To reap the most reward from this type of equipment, consider the following tips when specifying a design for your custom premelter.
1. Select a Fuel Source
Choosing a fuel source is one of the more important decisions to be made when selecting a premelter. This decision usually is determined by fuel cost and availability. Infrared (IR) heat can be generated from natural gas or electricity. Each option has advantages and disadvantages (table 1).
Both types of fuel have a reasonable range of heat output to adjust for varying product conditions. While there are many reasons to choose one fuel source over another, this decision will depend on the particular process, cost and availability of the fuel resources.
2. Understand Product Characteristics and Optimize Equipment Versatility
A variety of food production processes can benefit from the use of a premelter. For instance, frozen pizza manufacturers use premelters to gently fuse the cheese and additional toppings before entering a blast freezer. This premelting process prevents the ingredients — either fresh or frozen — from falling off during processing or becoming loose after packaging, during shipment or when vertically displayed for resale.
Any food product that requires a melt or flash of heat can benefit from a premelter.

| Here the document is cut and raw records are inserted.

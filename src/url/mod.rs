//! URL handling module for Card-Localizer
//!
//! This module provides host extraction, host pattern matching for the
//! force-proxy list, and classification of how a reference should be routed
//! through the network.

mod domain;
mod matcher;

use crate::config::NetworkConfig;

// Re-export main functions
pub use domain::{extract_domain, is_stylesheet_endpoint, path_extension};
pub use matcher::matches_host_pattern;

/// How a download request reaches its origin
#[derive(Debug, Clone, Copy, PartialEq, Eq, Hash)]
pub enum ProxyRoute {
    /// No proxy configured - connect directly
    Direct,
    /// Connect directly first, retry through the proxy on failure
    DirectThenProxy,
    /// Host is on the force-proxy list - only ever use the proxy
    ProxyOnly,
}

impl ProxyRoute {
    /// Returns true if the first attempt goes through the proxy
    pub fn starts_with_proxy(&self) -> bool {
        matches!(self, Self::ProxyOnly)
    }

    /// Returns true if a failed direct attempt may be retried through the proxy
    pub fn has_proxy_fallback(&self) -> bool {
        matches!(self, Self::DirectThenProxy)
    }
}

/// Classifies how requests to a host should be routed
///
/// Priority order:
/// 1. No proxy configured: always `Direct`
/// 2. Host matches an entry of the force-proxy list: `ProxyOnly`
/// 3. Otherwise: `DirectThenProxy`
///
/// # Arguments
///
/// * `host` - The lowercase host of the reference
/// * `network` - The network configuration
///
/// # Examples
///
/// ```
/// use card_localizer::config::NetworkConfig;
/// use card_localizer::url::{classify_route, ProxyRoute};
///
/// let network = NetworkConfig {
///     proxy: Some("http://127.0.0.1:7890".to_string()),
///     force_proxy: vec!["github.com".to_string()],
///     ..NetworkConfig::default()
/// };
/// assert_eq!(classify_route("raw.github.com", &network), ProxyRoute::ProxyOnly);
/// assert_eq!(classify_route("example.com", &network), ProxyRoute::DirectThenProxy);
/// ```
pub fn classify_route(host: &str, network: &NetworkConfig) -> ProxyRoute {
    if network.proxy.is_none() {
        return ProxyRoute::Direct;
    }

    if network
        .force_proxy
        .iter()
        .any(|pattern| matches_host_pattern(pattern, host))
    {
        return ProxyRoute::ProxyOnly;
    }

    ProxyRoute::DirectThenProxy
}
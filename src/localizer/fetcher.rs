//! HTTP fetcher implementation
//!
//! This module handles every download of the localizer, including:
//! - Building the direct and proxied HTTP clients
//! - Routing requests according to the force-proxy list
//! - Reusing resources already present on disk
//! - Persisting downloaded bodies

use crate::config::NetworkConfig;
use crate::url::ProxyRoute;
use crate::DownloadError;
use reqwest::{Client, Proxy, StatusCode};
use std::path::PathBuf;
use std::time::Duration;

/// Upper bound on the time spent establishing a connection
const CONNECT_TIMEOUT_SECS: u64 = 10;

/// A reference scheduled for download
#[derive(Debug, Clone, PartialEq, Eq)]
pub struct DownloadTask {
    /// Absolute URL, exactly as it appears in the scanned text
    pub url: String,

    /// Where the resource is stored
    pub physical_path: PathBuf,

    /// Path the rewritten document will use
    pub public_path: String,

    /// How the request reaches the origin
    pub route: ProxyRoute,
}

/// Result of processing one download task
#[derive(Debug)]
pub enum FetchOutcome {
    /// The resource is stored at the task's physical path
    Fetched {
        /// Resource body
        content: Vec<u8>,
        /// True if the file already existed and no request was made
        from_cache: bool,
    },

    /// The resource could not be localized
    Failed(DownloadError),

    /// The task was dequeued after a stop request and never started
    Skipped,
}

/// Builds an HTTP client with proper configuration
///
/// # Arguments
///
/// * `user_agent` - Value of the User-Agent header
/// * `timeout` - Total request timeout
/// * `proxy` - Optional proxy URL every request is sent through
///
/// # Returns
///
/// * `Ok(Client)` - Successfully built HTTP client
/// * `Err(reqwest::Error)` - Failed to build client (for example, an invalid proxy URL)
///
/// # Example
///
/// ```no_run
/// use card_localizer::localizer::build_http_client;
/// use std::time::Duration;
///
/// let client = build_http_client("Mozilla/5.0", Duration::from_secs(15), None).unwrap();
/// ```
pub fn build_http_client(
    user_agent: &str,
    timeout: Duration,
    proxy: Option<&str>,
) -> Result<Client, reqwest::Error> {
    let mut builder = Client::builder()
        .user_agent(user_agent)
        .timeout(timeout)
        .connect_timeout(timeout.min(Duration::from_secs(CONNECT_TIMEOUT_SECS)))
        .gzip(true)
        .brotli(true);

    if let Some(proxy) = proxy {
        builder = builder.proxy(Proxy::all(proxy)?);
    }

    builder.build()
}

/// Downloads resources to their physical paths
#[derive(Debug, Clone)]
pub struct Fetcher {
    direct: Client,
    proxied: Option<Client>,
}

impl Fetcher {
    /// Creates a fetcher from the network configuration
    ///
    /// The proxied client only exists when a proxy is configured.
    pub fn new(network: &NetworkConfig) -> Result<Self, reqwest::Error> {
        let direct = build_http_client(
            &network.user_agent,
            Duration::from_secs(network.request_timeout_secs),
            None,
        )?;

        let proxied = network
            .proxy
            .as_deref()
            .map(|proxy| {
                build_http_client(
                    &network.user_agent,
                    Duration::from_secs(network.proxy_timeout_secs),
                    Some(proxy),
                )
            })
            .transpose()?;

        Ok(Self { direct, proxied })
    }

    /// Localizes one resource
    ///
    /// # Request Flow
    ///
    /// 1. If the physical path already holds a file, return its content
    /// 2. Create the parent directories
    /// 3. GET the URL along the task's route (only 200 is accepted)
    /// 4. Write the body to the physical path
    ///
    /// Failures are returned as `FetchOutcome::Failed` and never propagate.
    pub async fn fetch(&self, task: &DownloadTask) -> FetchOutcome {
        if let Some(content) = read_existing(task).await {
            tracing::debug!("Reusing {} for {}", task.physical_path.display(), task.url);
            return FetchOutcome::Fetched {
                content,
                from_cache: true,
            };
        }

        match self.download(task).await {
            Ok(content) => FetchOutcome::Fetched {
                content,
                from_cache: false,
            },
            Err(e) => FetchOutcome::Failed(e),
        }
    }

    async fn download(&self, task: &DownloadTask) -> Result<Vec<u8>, DownloadError> {
        if let Some(parent) = task.physical_path.parent() {
            tokio::fs::create_dir_all(parent)
                .await
                .map_err(|source| DownloadError::WriteFailure {
                    path: parent.display().to_string(),
                    source,
                })?;
        }

        let content = self.get_routed(&task.url, task.route).await?;

        tokio::fs::write(&task.physical_path, &content)
            .await
            .map_err(|source| DownloadError::WriteFailure {
                path: task.physical_path.display().to_string(),
                source,
            })?;

        tracing::debug!(
            "Saved {} ({} bytes) to {}",
            task.url,
            content.len(),
            task.physical_path.display()
        );

        Ok(content)
    }

    /// Sends the request along `route`, retrying once through the proxy
    /// when the route allows it
    async fn get_routed(&self, url: &str, route: ProxyRoute) -> Result<Vec<u8>, DownloadError> {
        let proxied = self.proxied.as_ref();

        if route.starts_with_proxy() {
            if let Some(client) = proxied {
                return get_bytes(client, url).await;
            }
        }

        match get_bytes(&self.direct, url).await {
            Ok(content) => Ok(content),
            Err(e) => match proxied {
                Some(client) if route.has_proxy_fallback() => {
                    tracing::warn!("Direct request for {} failed ({}), retrying via proxy", url, e);
                    get_bytes(client, url).await
                }
                _ => Err(e),
            },
        }
    }
}

/// Returns the content of an already-localized resource
async fn read_existing(task: &DownloadTask) -> Option<Vec<u8>> {
    let metadata = tokio::fs::metadata(&task.physical_path).await.ok()?;
    if !metadata.is_file() {
        return None;
    }

    match tokio::fs::read(&task.physical_path).await {
        Ok(content) => Some(content),
        Err(e) => {
            tracing::warn!(
                "Failed to read existing {}: {}",
                task.physical_path.display(),
                e
            );
            None
        }
    }
}

/// Issues a GET and returns the body of a 200 response
async fn get_bytes(client: &Client, url: &str) -> Result<Vec<u8>, DownloadError> {
    let response = client
        .get(url)
        .send()
        .await
        .map_err(|e| DownloadError::NetworkFailure {
            url: url.to_string(),
            message: classify_request_error(&e),
        })?;

    let status = response.status();
    if status != StatusCode::OK {
        return Err(DownloadError::NonOkStatus {
            url: url.to_string(),
            status: status.as_u16(),
        });
    }

    let body = response
        .bytes()
        .await
        .map_err(|e| DownloadError::BodyReadFailure {
            url: url.to_string(),
            message: e.to_string(),
        })?;

    Ok(body.to_vec())
}

fn classify_request_error(e: &reqwest::Error) -> String {
    if e.is_timeout() {
        "Request timeout".to_string()
    } else if e.is_connect() {
        format!("Connection failed: {}", e)
    } else {
        e.to_string()
    }
}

Frozen cheese bread, quesadillas, prepared meals and other food items are some of the products that regularly are run through a premelting process.
3. Calculate Residence Time
Many elements affect residence time, or how long the product needs to travel under the heat source. The manufacturer will first determine the customer’s range of line speeds. Speeds may fluctuate depending on product recipe variations such as size, thickness or ingredients for a given production run.
Conveyor speeds and heat requirements necessary to provide an even melt are critical factors in determining the optimal treatment length. Using multiple heating elements allows more adaptability for varying product types while maintaining the proper melting time. The heat source must be close enough to be effective but not so close that it overheats the product. A premelter with components that can be adjusted to specific requirements will ultimately generate a more consistent result.
4. Consider Conveyor Belt Selection
Selecting the correct conveyor belt for the process involves considering the range of materials that can be used, including metallic wire, wire rope, lamella, plastic and hybrids. An open metallic or wire-type belt is the most common style used in premelters.
The conveyor belt selected affects the transfer of heat to the product. The area covered by the product itself affects the surface temperature of the conveyor belt. If a consistent temperature is needed on the bottom side of the treated product —though this is uncommon — this needs to be taken into account.
5. Figure Out Floor Spacing Requirements
The overall footprint of the premelter needs to be factored in relatively early in the design process. After determining the line speed, residence time and conveyor width, the overall footprint of the premelter can be calculated. Because a premelter often is an addition to a current production line, the required space and implementation options must be considered carefully.
6. Select Sanitary Design
An experienced food machinery manufacturer will follow good manufacturing practices concerning food-safety hygiene requirements in the design of its equipment. Generally, equipment must be easy to clean, made of approved materials that are suitable for the operating environment, and compatible with the user’s cleaning process and sanitizing procedures.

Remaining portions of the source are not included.